若手噺家が競う短時間の熱戦、古典と新作の対決が白熱
初回の大会には、東西の若手を中心に桂源太、鈴々舎美馬、立川吉笑、桂米輝、笑福亭笑利、そしてお笑いコンビ「春とヒコーキ」の土岡哲朗の6人が出場。観覧客49人の投票によるトーナメント形式で、予選は5分、決勝は7分という短い持ち時間の中で技を競いました。
予選では、源太、美馬、土岡が古典落語を短縮版で演じ、他の3人は自作の新作落語に挑戦。古典派で唯一決勝に進んだ桂源太は、「お花半七」や「八五郎出世」を披露し、短時間で登場人物を分かりやすく表現するため、しぐさや目線を大げさにする工夫を凝らしました。源太は、「落語は長くてハードルが高いというイメージを払拭し、初めて聴く人にも親しみやすいショート落語は良い試みだ」と手応えを語っています。
笑福亭笑利が初代王者に、新作落語で笑いを誘う
決勝では、桂源太、桂米輝、笑福亭笑利の3人が激戦を繰り広げ、結果として笑福亭笑利が優勝を果たしました。笑利は予選でベテラン忍者を題材にした新作を演じ、決勝では「離婚式」を挙げるカップルのドタバタ劇で笑いを誘い、初代王者の栄冠に輝きました。笑利は、「漫才の作り方を参考に、フリの入れ方や笑いのタイミングを意識した」と明かし、新作落語の可能性を示しました。
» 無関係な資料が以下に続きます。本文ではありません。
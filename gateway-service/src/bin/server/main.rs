use std::sync::Arc;

use auth::TokenCodec;
use chrono::Duration;
use gateway_service::config::Config;
use gateway_service::domain::identity::models::IdentityName;
use gateway_service::domain::identity::service::IdentityService;
use gateway_service::inbound::http::router::create_router;
use gateway_service::outbound::documents::JsonFileDocumentStore;
use gateway_service::outbound::repositories::PostgresIdentityRepository;
use sqlx::postgres::PgPoolOptions;
use tracing_subscriber::layer::SubscriberExt;
use tracing_subscriber::util::SubscriberInitExt;

#[tokio::main]
async fn main() -> Result<(), anyhow::Error> {
    tracing_subscriber::registry()
        .with(
            tracing_subscriber::EnvFilter::try_from_default_env()
                .unwrap_or_else(|_| "gateway_service=debug,tower_http=debug".into()),
        )
        .with(tracing_subscriber::fmt::layer())
        .init();

    tracing::info!(
        service = "gateway-service",
        version = env!("CARGO_PKG_VERSION"),
        "Service starting"
    );

    let config = Config::load()?;

    // Configuration errors are fatal before any traffic is served.
    let codec = TokenCodec::new(config.auth.secret.as_bytes())?;
    let default_identity = IdentityName::new(config.auth.identity_name.clone())?;

    tracing::info!(
        http_port = config.server.http_port,
        token_ttl_hours = config.auth.token_ttl_hours,
        documents_path = %config.documents.path,
        "Configuration loaded"
    );

    let pg_pool = PgPoolOptions::new()
        .max_connections(5)
        .connect(&config.database.url)
        .await?;
    tracing::info!(
        max_connections = 5,
        database = "postgresql",
        "Database connection pool created"
    );

    sqlx::migrate!("./migrations").run(&pg_pool).await?;
    tracing::info!(database = "postgresql", "Database migrations completed");

    let identity_repository = Arc::new(PostgresIdentityRepository::new(pg_pool));
    let identity_service = Arc::new(IdentityService::new(
        identity_repository,
        codec,
        Duration::hours(config.auth.token_ttl_hours),
    ));

    let document_store = Arc::new(JsonFileDocumentStore::open(&config.documents.path).await?);
    tracing::info!(path = %config.documents.path, "Document store opened");

    let http_address = format!("0.0.0.0:{}", config.server.http_port);
    let http_listener = tokio::net::TcpListener::bind(&http_address).await?;
    tracing::info!(
        address = %http_address,
        port = config.server.http_port,
        protocol = "http",
        "Http server listening"
    );

    let application = create_router(identity_service, document_store, default_identity);
    axum::serve(http_listener, application).await?;

    Ok(())
}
司会は月亭方正とお笑いコンビ「NON STYLE」の石田明が務め、若手活躍の場としての意義を強調。読売テレビの中屋敷亮プロデューサーは、「落語は面白いのに、入り口が少ないと感じる。5分前後の短時間なら、若い人にも聴いてもらえる機会が増えるはず」と期待を込めています。
古典と新作のバランス、落語界の未来への挑戦
大会では、古典落語を短縮する際に展開が省略され、元のネタを知らないと理解が難しい部分も見られましたが、出演者は場面説明を巧みに挿入するなど工夫を凝らしました。新作落語は設定や言葉づかいが分かりやすく、有利だった可能性もありますが、古典を選んだ出演者の努力も光りました。笑利は収録後、「古典で挑んだ人はすごく、勉強になった」と感嘆の声を上げています。
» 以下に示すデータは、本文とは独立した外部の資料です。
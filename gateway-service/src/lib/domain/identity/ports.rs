use async_trait::async_trait;

use crate::identity::errors::IdentityError;
use crate::identity::models::Identity;
use crate::identity::models::IdentityId;
use crate::identity::models::IdentityName;

/// Port for the authenticator: token issuance and request authorization.
#[async_trait]
pub trait IdentityServicePort: Send + Sync + 'static {
    /// Issue a fresh token for the named identity, creating the identity
    /// record if it does not exist (find-or-create policy).
    ///
    /// Overwrites the identity's stored token: any previously issued token
    /// stops authenticating even while cryptographically valid.
    ///
    /// # Returns
    /// The identity including its new current token
    ///
    /// # Errors
    /// * `InvalidName` - Name fails validation
    /// * `IssuanceFailed` - Token signing failed
    /// * `DatabaseError` / `Timeout` - Credential store unavailable
    async fn issue_for_name(&self, name: IdentityName) -> Result<Identity, IdentityError>;

    /// Validate a presented token and resolve the identity it claims.
    ///
    /// Verifies signature and expiry first, then fetches the claimed
    /// identity from the credential store and checks the presented token
    /// against the stored current token (revocation check).
    ///
    /// # Errors
    /// * `TokenRejected` - Missing/forged/expired/revoked token, or the
    ///   claimed identity does not exist (uniform authentication failure)
    /// * `DatabaseError` / `Timeout` - Credential store unavailable
    async fn authorize(&self, presented_token: &str) -> Result<Identity, IdentityError>;
}

/// Persistence operations for the identity aggregate (the credential store).
#[async_trait]
pub trait IdentityRepository: Send + Sync + 'static {
    /// Persist a new identity record.
    ///
    /// # Errors
    /// * `NameAlreadyExists` - Name is already taken
    /// * `DatabaseError` - Store operation failed
    async fn create(&self, identity: Identity) -> Result<Identity, IdentityError>;

    /// Retrieve an identity by identifier.
    ///
    /// # Returns
    /// Optional identity (None if not found)
    ///
    /// # Errors
    /// * `DatabaseError` - Store operation failed
    async fn find_by_id(&self, id: &IdentityId) -> Result<Option<Identity>, IdentityError>;

    /// Retrieve an identity by name.
    ///
    /// # Returns
    /// Optional identity (None if not found)
    ///
    /// # Errors
    /// * `DatabaseError` - Store operation failed
    async fn find_by_name(&self, name: &IdentityName) -> Result<Option<Identity>, IdentityError>;

    /// Overwrite the identity's current token.
    ///
    /// The write must be atomic with respect to concurrent reads of the
    /// same identity: a reader observes either the old or the new token,
    /// never a partial value.
    ///
    /// # Errors
    /// * `NotFound` - Identity does not exist
    /// * `DatabaseError` - Store operation failed
    async fn update_token(&self, id: &IdentityId, token: &str) -> Result<(), IdentityError>;
}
中屋敷プロデューサーは、落語本来の魅力を損なわないようリスペクトを持ちつつ、何もしないままファンが減ることを危惧。既存の賞レースであるNHK新人落語大賞(持ち時間11分)やR-1グランプリと比較し、「ショート落語王決定戦は同じ条件で戦える点が面白く、若手噺家の活躍の場を増やしたい」と語ります。落語は観客の想像力に委ねる芸術であり、この新ジャンルが落語界に一石を投じるか注目されています。
この大会は、読売テレビで3月21日未明に特番として放送され、4月21日未明まで無料動画配信サービス・TVerで視聴可能。第2弾以降は未定ですが、賞レースとして定着させ、未来のスターを輩出する構想です。